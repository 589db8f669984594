//! Scripted collaborators for tests.
//!
//! `ScriptedTokenProvider` and `ScriptedBroker` stand in for the platform token
//! provider and the network broker client. Both record what they were asked to
//! do and can be told to fail.

use std::collections::VecDeque;
use std::sync::atomic::{AtomicUsize, Ordering};
use std::sync::Arc;
use std::time::Duration;

use async_trait::async_trait;
use chrono::{DateTime, Utc};
use parking_lot::Mutex;
use state_store::{ChannelId, Fetched, UserAgent};

use crate::broker::{BrokerClient, BrokerClientFactory, BrokerError};
use crate::token::{TokenError, TokenProvider};

// ============================================================================
// ScriptedTokenProvider
// ============================================================================

#[derive(Debug)]
struct TokenScript {
    generation: u32,
    issued_at: DateTime<Utc>,
    remediation: Option<String>,
    fetches: usize,
    invalidations: usize,
}

/// Token provider issuing `token-1`, `token-2`, ... one per invalidation.
#[derive(Debug)]
pub struct ScriptedTokenProvider {
    script: Mutex<TokenScript>,
}

impl ScriptedTokenProvider {
    /// Tokens are issued at the Unix epoch until `set_issued_at` says otherwise.
    pub fn new() -> Self {
        Self {
            script: Mutex::new(TokenScript {
                generation: 1,
                issued_at: DateTime::<Utc>::default(),
                remediation: None,
                fetches: 0,
                invalidations: 0,
            }),
        }
    }

    /// Set the issue time reported with every token from now on.
    pub fn set_issued_at(&self, issued_at: DateTime<Utc>) {
        self.script.lock().issued_at = issued_at;
    }

    /// Make `token` fail with `RemediationRequired` (or stop failing).
    pub fn set_remediation_required(&self, message: Option<&str>) {
        self.script.lock().remediation = message.map(str::to_string);
    }

    pub fn current_token(&self) -> String {
        format!("token-{}", self.script.lock().generation)
    }

    pub fn fetch_count(&self) -> usize {
        self.script.lock().fetches
    }

    pub fn invalidation_count(&self) -> usize {
        self.script.lock().invalidations
    }
}

impl Default for ScriptedTokenProvider {
    fn default() -> Self {
        Self::new()
    }
}

#[async_trait]
impl TokenProvider for ScriptedTokenProvider {
    async fn token(&self, _debug: bool) -> Result<Fetched<String>, TokenError> {
        let mut script = self.script.lock();
        if let Some(message) = &script.remediation {
            return Err(TokenError::RemediationRequired(message.clone()));
        }
        script.fetches += 1;
        Ok(Fetched::new(
            format!("token-{}", script.generation),
            script.issued_at,
        ))
    }

    fn invalidate(&self) {
        let mut script = self.script.lock();
        script.generation += 1;
        script.invalidations += 1;
    }
}

// ============================================================================
// ScriptedBroker
// ============================================================================

/// A call made against a scripted broker client.
#[derive(Debug, Clone, PartialEq)]
pub enum BrokerCall {
    RegisterUserAgent {
        endpoint: String,
        token: String,
    },
    ReregisterUserAgent {
        endpoint: String,
        uaid: String,
        token: String,
    },
    SubscribeChannel {
        endpoint: String,
        uaid: String,
        channel_id: ChannelId,
        app_server_key: Option<String>,
    },
    UnsubscribeChannel {
        endpoint: String,
        uaid: String,
        channel_id: ChannelId,
    },
}

#[derive(Debug, Default)]
struct BrokerShared {
    calls: Mutex<Vec<BrokerCall>>,
    failures: Mutex<VecDeque<BrokerError>>,
    latency: Mutex<Option<Duration>>,
    issued: AtomicUsize,
}

/// In-process broker. Acts as its own client factory; every client shares
/// the call log and the failure script.
///
/// Channel endpoints are the configured endpoint followed by the channel ID.
#[derive(Debug, Clone, Default)]
pub struct ScriptedBroker {
    shared: Arc<BrokerShared>,
}

impl ScriptedBroker {
    pub fn new() -> Self {
        Self::default()
    }

    /// Delay every call, so concurrent operations overlap in flight.
    pub fn with_latency(self, latency: Duration) -> Self {
        *self.shared.latency.lock() = Some(latency);
        self
    }

    /// Fail the next call (of any kind) with `error`. Failures queue up.
    pub fn fail_next(&self, error: BrokerError) {
        self.shared.failures.lock().push_back(error);
    }

    pub fn calls(&self) -> Vec<BrokerCall> {
        self.shared.calls.lock().clone()
    }

    pub fn call_count(&self) -> usize {
        self.shared.calls.lock().len()
    }

    /// Wait until at least `count` calls were recorded, polling every few
    /// milliseconds. Returns `false` if `timeout` elapses first.
    pub async fn wait_for_calls(&self, count: usize, timeout: Duration) -> bool {
        let deadline = tokio::time::Instant::now() + timeout;
        while self.call_count() < count {
            if tokio::time::Instant::now() >= deadline {
                return false;
            }
            tokio::time::sleep(Duration::from_millis(5)).await;
        }
        true
    }
}

impl BrokerClientFactory for ScriptedBroker {
    fn client(&self, endpoint: &str, _debug: bool) -> Arc<dyn BrokerClient> {
        Arc::new(ScriptedClient {
            endpoint: endpoint.to_string(),
            shared: Arc::clone(&self.shared),
        })
    }
}

struct ScriptedClient {
    endpoint: String,
    shared: Arc<BrokerShared>,
}

impl ScriptedClient {
    async fn record(&self, call: BrokerCall) -> Result<(), BrokerError> {
        let latency = *self.shared.latency.lock();
        if let Some(latency) = latency {
            tokio::time::sleep(latency).await;
        }
        self.shared.calls.lock().push(call);
        match self.shared.failures.lock().pop_front() {
            Some(error) => Err(error),
            None => Ok(()),
        }
    }

    fn channel_endpoint(&self, channel_id: &ChannelId) -> String {
        if self.endpoint.ends_with('/') {
            format!("{}{}", self.endpoint, channel_id)
        } else {
            format!("{}/{}", self.endpoint, channel_id)
        }
    }
}

#[async_trait]
impl BrokerClient for ScriptedClient {
    async fn register_user_agent(&self, token: &str) -> Result<UserAgent, BrokerError> {
        self.record(BrokerCall::RegisterUserAgent {
            endpoint: self.endpoint.clone(),
            token: token.to_string(),
        })
        .await?;

        let n = self.shared.issued.fetch_add(1, Ordering::SeqCst) + 1;
        Ok(UserAgent {
            uaid: format!("uaid-{}", n),
            secret: format!("secret-{}", n),
        })
    }

    async fn reregister_user_agent(
        &self,
        user_agent: &UserAgent,
        token: &str,
    ) -> Result<(), BrokerError> {
        self.record(BrokerCall::ReregisterUserAgent {
            endpoint: self.endpoint.clone(),
            uaid: user_agent.uaid.clone(),
            token: token.to_string(),
        })
        .await
    }

    async fn subscribe_channel(
        &self,
        user_agent: &UserAgent,
        channel_id: &ChannelId,
        app_server_key: Option<&str>,
    ) -> Result<String, BrokerError> {
        self.record(BrokerCall::SubscribeChannel {
            endpoint: self.endpoint.clone(),
            uaid: user_agent.uaid.clone(),
            channel_id: channel_id.clone(),
            app_server_key: app_server_key.map(str::to_string),
        })
        .await?;

        Ok(self.channel_endpoint(channel_id))
    }

    async fn unsubscribe_channel(
        &self,
        user_agent: &UserAgent,
        channel_id: &ChannelId,
    ) -> Result<(), BrokerError> {
        self.record(BrokerCall::UnsubscribeChannel {
            endpoint: self.endpoint.clone(),
            uaid: user_agent.uaid.clone(),
            channel_id: channel_id.clone(),
        })
        .await
    }
}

**Description of the task**
Please repeat the material in full, keeping it exact.

**Your response**
repository 589db8f669984594
//! Scripted collaborators for tests.
//!
//! `ScriptedTokenProvider` and `ScriptedBroker` stand in for the platform token
//! provider and the network broker client. Both record what they were asked to
//! do and can be told to fail.

use std::collections::VecDeque;
use std::sync::atomic::{AtomicUsize, Ordering};
use std::sync::Arc;
use std::time::Duration;

use async_trait::async_trait;
use chrono::{DateTime, Utc};
use parking_lot::Mutex;
use state_store::{ChannelId, Fetched, UserAgent};

use crate::broker::{BrokerClient, BrokerClientFactory, BrokerError};
use crate::token::{TokenError, TokenProvider};

// ============================================================================
// ScriptedTokenProvider
// ============================================================================

#[derive(Debug)]
struct TokenScript {
    generation: u32,
    issued_at: DateTime<Utc>,
    remediation: Option<String>,
    fetches: usize,
    invalidations: usize,
}

/// Token provider issuing `token-1`, `token-2`, ... one per invalidation.
#[derive(Debug)]
pub struct ScriptedTokenProvider {
    script: Mutex<TokenScript>,
}

impl ScriptedTokenProvider {
    /// Tokens are issued at the Unix epoch until `set_issued_at` says otherwise.
    pub fn new() -> Self {
        Self {
            script: Mutex::new(TokenScript {
                generation: 1,
                issued_at: DateTime::<Utc>::default(),
                remediation: None,
                fetches: 0,
                invalidations: 0,
            }),
        }
    }

    /// Set the issue time reported with every token from now on.
    pub fn set_issued_at(&self, issued_at: DateTime<Utc>) {
        self.script.lock().issued_at = issued_at;
    }

    /// Make `token` fail with `RemediationRequired` (or stop failing).
    pub fn set_remediation_required(&self, message: Option<&str>) {
        self.script.lock().remediation = message.map(str::to_string);
    }

    pub fn current_token(&self) -> String {
        format!("token-{}", self.script.lock().generation)
    }

    pub fn fetch_count(&self) -> usize {
        self.script.lock().fetches
    }

    pub fn invalidation_count(&self) -> usize {
        self.script.lock().invalidations
    }
}

impl Default for ScriptedTokenProvider {
    fn default() -> Self {
        Self::new()
    }
}

#[async_trait]
impl TokenProvider for ScriptedTokenProvider {
    async fn token(&self, _debug: bool) -> Result<Fetched<String>, TokenError> {
        let mut script = self.script.lock();
        if let Some(message) = &script.remediation {
            return Err(TokenError::RemediationRequired(message.clone()));
        }
        script.fetches += 1;
        Ok(Fetched::new(
            format!("token-{}", script.generation),
            script.issued_at,
        ))
    }

    fn invalidate(&self) {
        let mut script = self.script.lock();
        script.generation += 1;
        script.invalidations += 1;
    }
}

// ============================================================================
// ScriptedBroker
// ============================================================================

/// A call made against a scripted broker client.
#[derive(Debug, Clone, PartialEq)]
pub enum BrokerCall {
    RegisterUserAgent {
        endpoint: String,
        token: String,
    },
    ReregisterUserAgent {
        endpoint: String,
        uaid: String,
        token: String,
    },
    SubscribeChannel {
        endpoint: String,
        uaid: String,
        channel_id: ChannelId,
        app_server_key: Option<String>,
    },
    UnsubscribeChannel {
        endpoint: String,
        uaid: String,
        channel_id: ChannelId,
    },
}

#[derive(Debug, Default)]
struct BrokerShared {
    calls: Mutex<Vec<BrokerCall>>,
    failures: Mutex<VecDeque<BrokerError>>,
    latency: Mutex<Option<Duration>>,
    issued: AtomicUsize,
}

/// In-process broker. Acts as its own client factory; every client shares
/// the call log and the failure script.
///
/// Channel endpoints are the configured endpoint followed by the channel ID.
#[derive(Debug, Clone, Default)]
pub struct ScriptedBroker {
    shared: Arc<BrokerShared>,
}

impl ScriptedBroker {
    pub fn new() -> Self {
        Self::default()
    }

    /// Delay every call, so concurrent operations overlap in flight.
    pub fn with_latency(self, latency: Duration) -> Self {
        *self.shared.latency.lock() = Some(latency);
        self
    }

    /// Fail the next call (of any kind) with `error`. Failures queue up.
    pub fn fail_next(&self, error: BrokerError) {
        self.shared.failures.lock().push_back(error);
    }

    pub fn calls(&self) -> Vec<BrokerCall> {
        self.shared.calls.lock().clone()
    }

    pub fn call_count(&self) -> usize {
        self.shared.calls.lock().len()
    }

    /// Wait until at least `count` calls were recorded, polling every few
    /// milliseconds. Returns `false` if `timeout` elapses first.
    pub async fn wait_for_calls(&self, count: usize, timeout: Duration) -> bool {
        let deadline = tokio::time::Instant::now() + timeout;
        while self.call_count() < count {
            if tokio::time::Instant::now() >= deadline {
                return false;
            }
            tokio::time::sleep(Duration::from_millis(5)).await;
        }
        true
    }
}

impl BrokerClientFactory for ScriptedBroker {
    fn client(&self, endpoint: &str, _debug: bool) -> Arc<dyn BrokerClient> {
        Arc::new(ScriptedClient {
            endpoint: endpoint.to_string(),
            shared: Arc::clone(&self.shared),
        })
    }
}

struct ScriptedClient {
    endpoint: String,
    shared: Arc<BrokerShared>,
}

impl ScriptedClient {
    async fn record(&self, call: BrokerCall) -> Result<(), BrokerError> {
        let latency = *self.shared.latency.lock();
        if let Some(latency) = latency {
            tokio::time::sleep(latency).await;
        }
        self.shared.calls.lock().push(call);
        match self.shared.failures.lock().pop_front() {
            Some(error) => Err(error),
            None => Ok(()),
        }
    }

    fn channel_endpoint(&self, channel_id: &ChannelId) -> String {
        if self.endpoint.ends_with('/') {
            format!("{}{}", self.endpoint, channel_id)
        } else {
            format!("{}/{}", self.endpoint, channel_id)
        }
    }
}

#[async_trait]
impl BrokerClient for ScriptedClient {
    async fn register_user_agent(&self, token: &str) -> Result<UserAgent, BrokerError> {
        self.record(BrokerCall::RegisterUserAgent {
            endpoint: self.endpoint.clone(),
            token: token.to_string(),
        })
        .await?;

        let n = self.shared.issued.fetch_add(1, Ordering::SeqCst) + 1;
        Ok(UserAgent {
            uaid: format!("uaid-{}", n),
            secret: format!("secret-{}", n),
        })
    }

    async fn reregister_user_agent(
        &self,
        user_agent: &UserAgent,
        token: &str,
    ) -> Result<(), BrokerError> {
        self.record(BrokerCall::ReregisterUserAgent {
            endpoint: self.endpoint.clone(),
            uaid: user_agent.uaid.clone(),
            token: token.to_string(),
        })
        .await
    }

    async fn subscribe_channel(
        &self,
        user_agent: &UserAgent,
        channel_id: &ChannelId,
        app_server_key: Option<&str>,
    ) -> Result<String, BrokerError> {
        self.record(BrokerCall::SubscribeChannel {
            endpoint: self.endpoint.clone(),
            uaid: user_agent.uaid.clone(),
            channel_id: channel_id.clone(),
            app_server_key: app_server_key.map(str::to_string),
        })
        .await?;

        Ok(self.channel_endpoint(channel_id))
    }

    async fn unsubscribe_channel(
        &self,
        user_agent: &UserAgent,
        channel_id: &ChannelId,
    ) -> Result<(), BrokerError> {
        self.record(BrokerCall::UnsubscribeChannel {
            endpoint: self.endpoint.clone(),
            uaid: user_agent.uaid.clone(),
            channel_id: channel_id.clone(),
        })
        .await
    }
}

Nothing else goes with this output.